Running the Snakemake Pipeline#
This tutorial covers how to use NeuRodent’s Snakemake pipeline for large-scale, reproducible EEG analysis workflows.
What is Snakemake?#
Snakemake is a workflow management system that creates reproducible, scalable data analyses. Key features:
Automatic dependency tracking: Only recomputes what’s needed when data or parameters change
Parallel execution: Processes multiple samples simultaneously
Fault tolerance: Resumes from where it left off after failures
Resource management: Specify memory, CPU, and time requirements for each step
Cluster integration: Seamlessly scales from laptops to HPC clusters
Why Use the Snakemake Pipeline?#
For experiments with many animals and days of recordings, manual analysis becomes impractical. The NeuRodent pipeline automates:
Raw EEG data → Windowed Analysis Results (WARs)
Quality filtering and artifact removal
Diagnostic figure generation
Statistical analyses and publication-ready plots
All intermediate processing steps
Installation#
Ensure you have NeuRodent and Snakemake installed:
# Install both with uv
uv add neurodent snakemake
# Or with pip
pip install neurodent snakemake
Pipeline Overview#
The pipeline processes data through multiple stages:
Raw EEG Data
↓
WAR Generation (windowed features)
↓
Quality Filtering (remove bad days/genotypes)
↓
Standardization (channel ordering)
↓
Fragment Filtering (temporal artifacts)
↓
Channel Filtering (spatial artifacts)
↓
WAR Flattening (aggregate across time)
↓
Zeitgeber Analysis (circadian features)
↓
Statistical Figures & Plots
Each stage produces intermediate files that are automatically cached. If you modify parameters or data, Snakemake only reruns affected steps.
Configuration#
The pipeline requires two configuration files in the config/ directory:
1. config/config.yaml - Analysis Parameters#
This file defines paths, analysis settings, and computational resources:
# Core directories
base_folder: "/path/to/neurodent/output"
data_parent_folder: "/path/to/raw/eeg/data"

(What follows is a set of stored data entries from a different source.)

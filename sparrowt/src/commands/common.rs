//! Common types and utilities for sparrowt commands.
//!
//! Reading input files, running the lexer over several files on a rayon
//! pool, and the serializable views of tokens and diagnostics.

use std::path::{Path, PathBuf};

use rayon::prelude::*;
use rustc_hash::FxHashMap;
use serde::{Serialize, Serializer};
use sparrow_lex::{Token, TokenKind};
use sparrow_util::Diagnostic;

use crate::error::{Result, SparrowtError};

// ============================================================================
// Output Format
// ============================================================================

/// Supported output formats for token listings.
#[derive(Debug, Clone, Copy, PartialEq, Eq)]
pub enum OutputFormat {
    /// One `kind("text")` line per token
    Text,
    /// A JSON document per run
    Json,
}

impl OutputFormat {
    /// Parse a format name (case-insensitive).
    pub fn parse(s: &str) -> Result<Self> {
        match s.to_lowercase().as_str() {
            "text" => Ok(Self::Text),
            "json" => Ok(Self::Json),
            _ => Err(SparrowtError::Validation(format!("Unknown format: {}", s))),
        }
    }

    /// The name used in configuration files and on the command line.
    pub fn as_str(&self) -> &'static str {
        match self {
            Self::Text => "text",
            Self::Json => "json",
        }
    }
}

// ============================================================================
// Serializable views
// ============================================================================

/// One token as written to JSON output.
#[derive(Debug, Clone, PartialEq, Eq, Serialize)]
pub struct TokenRecord {
    /// Token kind, serialized by name, e.g. `integerLiteral`.
    #[serde(serialize_with = "serialize_kind")]
    pub kind: TokenKind,
    /// Exact source text.
    pub text: String,
    /// Scalar index of the first scalar.
    pub start: usize,
    /// Scalar index one past the last scalar.
    pub end: usize,
    /// Whether a line break precedes the token.
    pub first_in_line: bool,
}

impl From<&Token<'_>> for TokenRecord {
    fn from(token: &Token<'_>) -> Self {
        Self {
            kind: token.kind,
            text: token.text.to_string(),
            start: token.span.start,
            end: token.span.end,
            first_in_line: token.is_first_in_line,
        }
    }
}

fn serialize_kind<S>(kind: &TokenKind, serializer: S) -> std::result::Result<S::Ok, S::Error>
where
    S: Serializer,
{
    serializer.serialize_str(kind.name())
}

/// A lexed file: its tokens, or the diagnostics found in it.
#[derive(Debug, Clone)]
pub struct FileReport<T> {
    /// The input path as given.
    pub path: PathBuf,
    /// What the command collected for this file.
    pub items: Vec<T>,
}

/// Per-kind token counts across all files.
#[derive(Debug, Default)]
pub struct KindStats {
    counts: FxHashMap<TokenKind, usize>,
}

impl KindStats {
    /// Counts `kind` once.
    pub fn record(&mut self, kind: TokenKind) {
        *self.counts.entry(kind).or_insert(0) += 1;
    }

    /// Total tokens recorded.
    pub fn total(&self) -> usize {
        self.counts.values().sum()
    }

    /// Counts sorted by descending frequency, then by name.
    pub fn sorted(&self) -> Vec<(TokenKind, usize)> {
        let mut entries: Vec<_> = self.counts.iter().map(|(k, n)| (*k, *n)).collect();
        entries.sort_by(|a, b| b.1.cmp(&a.1).then_with(|| a.0.name().cmp(b.0.name())));
        entries
    }
}

// ============================================================================
// File processing
// ============================================================================

/// Reads a source file, naming the path in the error.
pub fn read_source(path: &Path) -> Result<String> {
    std::fs::read_to_string(path).map_err(|source| SparrowtError::ReadFile {
        path: path.to_path_buf(),
        source,
    })
}

/// Runs `process` over every input on a pool of `jobs` threads.
///
/// Lexer sessions share nothing, so files are independent. Results come back
/// in input order.
pub fn process_files<T, F>(
    paths: &[PathBuf],
    jobs: usize,
    process: F,
) -> Result<Vec<FileReport<T>>>
where
    T: Send,
    F: Fn(&str) -> Vec<T> + Sync,
{
    if paths.is_empty() {
        return Err(SparrowtError::Validation("No input files specified".to_string()));
    }

    let pool = rayon::ThreadPoolBuilder::new()
        .num_threads(jobs.max(1))
        .build()
        .map_err(|e| SparrowtError::Config(format!("Failed to start worker pool: {}", e)))?;

    pool.install(|| {
        paths
            .par_iter()
            .map(|path| {
                let source = read_source(path)?;
                tracing::debug!("lexing {} ({} bytes)", path.display(), source.len());
                Ok(FileReport {
                    path: path.clone(),
                    items: process(&source),
                })
            })
            .collect()
    })
}

/// Renders a diagnostic prefixed by its file.
pub fn render_diagnostic(path: &Path, diagnostic: &Diagnostic) -> String {
    format!("{}: {}", path.display(), diagnostic)
}

#[cfg(test)]
mod tests {
    use super::*;
    use sparrow_util::Span;
    use tempfile::TempDir;

    #[test]
    fn test_output_format_parse() {
        assert_eq!(OutputFormat::parse("text").unwrap(), OutputFormat::Text);
        assert_eq!(OutputFormat::parse("JSON").unwrap(), OutputFormat::Json);
        assert!(matches!(
            OutputFormat::parse("yaml"),
            Err(SparrowtError::Validation(_))
        ));
    }

    #[test]
    fn test_token_record_from_token() {
        let token = Token::new(TokenKind::IntegerLiteral, "42", true, Span::new(4, 6));
        let record = TokenRecord::from(&token);
        assert_eq!(record.kind, TokenKind::IntegerLiteral);
        assert_eq!(record.text, "42");
        assert_eq!((record.start, record.end), (4, 6));
        assert!(record.first_in_line);
    }

    #[test]
    fn test_kind_stats_sorted() {
        let mut stats = KindStats::default();
        for kind in [TokenKind::Identifier, TokenKind::Comma, TokenKind::Identifier] {
            stats.record(kind);
        }
        assert_eq!(stats.total(), 3);
        assert_eq!(
            stats.sorted(),
            vec![(TokenKind::Identifier, 2), (TokenKind::Comma, 1)]
        );
    }

    #[test]
    fn test_process_files_keeps_order() {
        let dir = TempDir::new().unwrap();
        let paths: Vec<_> = (0..8)
            .map(|i| {
                let path = dir.path().join(format!("f{}.sp", i));
                std::fs::write(&path, "x ".repeat(i)).unwrap();
                path
            })
            .collect();

        let reports = process_files(&paths, 4, |src| vec![src.len()]).unwrap();
        let lens: Vec<_> = reports.iter().map(|r| r.items[0]).collect();
        assert_eq!(lens, vec![0, 2, 4, 6, 8, 10, 12, 14]);
    }

    #[test]
    fn test_process_files_missing_file() {
        let result = process_files(&[PathBuf::from("/nonexistent.sp")], 1, |_| Vec::<()>::new());
        assert!(matches!(result, Err(SparrowtError::ReadFile { .. })));
    }

    #[test]
    fn test_process_files_requires_input() {
        let result = process_files(&[], 1, |_| Vec::<()>::new());
        assert!(matches!(result, Err(SparrowtError::Validation(_))));
    }
}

temp_directory: "/path/to/temp/storage"
# Sample configuration
samples:
samples_file: "config/samples.json"
quality_filter:
exclude_unknown_genotypes: true
exclude_bad_animaldays: true
# Analysis parameters
analysis:
war_generation:
mode: "nest"
lro_kwargs:
mode: "bin"
multiprocess_mode: "dask"
fragment_filter_config:
logrms_range:
z_range: 3
high_beta:
max_beta_prop: 0.4
channel_filter_config:
lof:
reject_lof_threshold: 2.5
min_valid_channels: 3
# Resource requirements (adjust for your system)
cluster:
war_generation:
time: "3h"
mem_mb: 70_000
threads: 10
Key parameters:
Paths: Set
base_folder,data_parent_folder, andtemp_directoryfor your systemAnalysis: Configure filtering thresholds, detection parameters, etc.
Resources: Memory, time, and CPU requirements (used for cluster scheduling)

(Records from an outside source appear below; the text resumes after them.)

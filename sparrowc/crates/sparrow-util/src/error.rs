//! Core error types for sparrow-util crate
//!
//! This module defines error types used throughout the util crate.

use thiserror::Error;

/// Error type for diagnostic operations
#[derive(Debug, Error, PartialEq, Eq)]
pub enum DiagnosticError {
    /// A diagnostic code did not have the `{prefix}{number}` shape
    #[error("Invalid diagnostic code: {0}")]
    InvalidCode(String),

    /// A diagnostic code used a prefix no phase defines
    #[error("Unknown diagnostic prefix `{prefix}` in code {code}")]
    UnknownPrefix {
        /// The offending prefix
        prefix: String,
        /// The full code as written
        code: String,
    },
}

/// Result type alias for diagnostic operations
pub type DiagnosticResult<T> = std::result::Result<T, DiagnosticError>;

2. config/samples.json - Sample Metadata#
This file defines which animals to process and their experimental metadata:
{
"data_parent_folder": "/path/to/raw/eeg/data",
"data_folders_to_animal_ids": {
"experiment1_cohort1": ["M1", "M2", "F1", "F2"],
"experiment2_cohort2": ["M3", "M4", "F3"]
},
"GENOTYPE_ALIASES": {
"MWT": ["M1", "M3"],
"FWT": ["F1", "F3"],
"MMut": ["M2", "M4"],
"FMut": ["F2"]
},
"bad_channels": {
"experiment1_cohort1 M1": {
"M1 MWT Jan-08-2022": ["LHip", "RHip"]
}
},
"bad_folder_animalday": [
"experiment1_cohort1 M2"
]
}
Key sections:
data_folders_to_animal_ids: Maps recording folders to animal IDs
GENOTYPE_ALIASES: Groups animals by genotype for statistical comparisons
bad_channels: Per-session bad channel lists for manual artifact rejection
bad_folder_animalday: Complete animals/days to exclude from analysis
Running the Pipeline#
Basic Execution#
Run the pipeline on your local machine or compute node:
# Dry run to preview what will execute
snakemake --dry-run
# Execute with 4 parallel jobs
snakemake --cores 4
# Run a specific analysis stage
snakemake --cores 4 results/wars_quality_filtered/
# Force rerun of a specific rule and downstream steps
snakemake --cores 4 --forcerun war_generation
Useful Commands#
# Visualize the workflow
snakemake --dag | dot -Tpng > dag.png
snakemake --rulegraph | dot -Tpng > rulegraph.png
# Unlock directory after crash
snakemake --unlock
# Clean up specific outputs to rerun
snakemake --delete-all-output
# Show which files are missing
snakemake --summary
Monitoring Progress#
Check the logs/ directory for detailed output from each rule:
# View real-time logs
tail -f logs/war_generation_*.log
# Check results directory
ls -lh results/
Running on HPC Clusters#
For large-scale analyses, you can submit pipeline jobs to an HPC cluster scheduler. Snakemake supports multiple schedulers including SLURM, SGE, PBS, LSF, and others.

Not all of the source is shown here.